Marco Dinatsoli Marco Dinatsoli - 3 years ago 232
Python Question

scrapy item loader return list not single value

I am using scrapy 0.20.

I want to use item loader

this is my code:

l = XPathItemLoader(item=MyItemClass(), response=response)
l.add_value('url', response.url)
l.add_xpath('title',"my xpath")
l.add_xpath('developer', "my xpath")
return l.load_item()


I got the result in the json file. the
url
is a list. The
title
is a list. The
developer
is a list.

How to extract single value instead of the list?

Should I make an item pipeline for that?

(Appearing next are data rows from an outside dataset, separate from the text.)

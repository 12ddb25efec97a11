use maud::{Markup, html};

use crate::{HTMX_PATH, LEAFLET_CSS_PATH, LEAFLET_JS_PATH};

#[must_use]
pub fn render_index_template(title: &str, strava_connected: Option<bool>) -> Markup {
    html! {
        (maud::DOCTYPE)
        html {
            head {
                meta charset="UTF-8";
                meta name="viewport" content="width=device-width, initial-scale=1.0";
                title { (title) }
                link rel="stylesheet" href=(LEAFLET_CSS_PATH);
                script src=(HTMX_PATH) {}
                script src=(LEAFLET_JS_PATH) {}
                script src="static/segment_map.js" defer {}
            }
            body {
                h1 { (title) }

                @match strava_connected {
                    Some(true) => {
                        button hx-post="strava/import" hx-target="#import-report" hx-swap="innerHTML" {
                            "Import starred segments"
                        }
                    }
                    Some(false) => {
                        a href="strava/connect" { "Connect with Strava" }
                    }
                    None => {}
                }
                div id="import-report" {}

                (crate::view::segments::render_new_segment_form())

                div id="segments" hx-get="segments" hx-trigger="load, segments-changed from:body" hx-swap="innerHTML" {
                    p class="htmx-indicator" { "Loading segments..." }
                }

                div id="segment-map" {}
            }
        }
    }
}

I hope there is a faster way

Answer Source

You need to set an Input or Output processor. TakeFirst would work perfectly in your case.

There are multiple places where you can define it, e.g. in the Item definition:

from scrapy.item import Item, Field
from scrapy.loader.processors import TakeFirst

class MyItem(Item):
    url = Field(output_processor=TakeFirst())
    title = Field(output_processor=TakeFirst())
    developer = Field(output_processor=TakeFirst())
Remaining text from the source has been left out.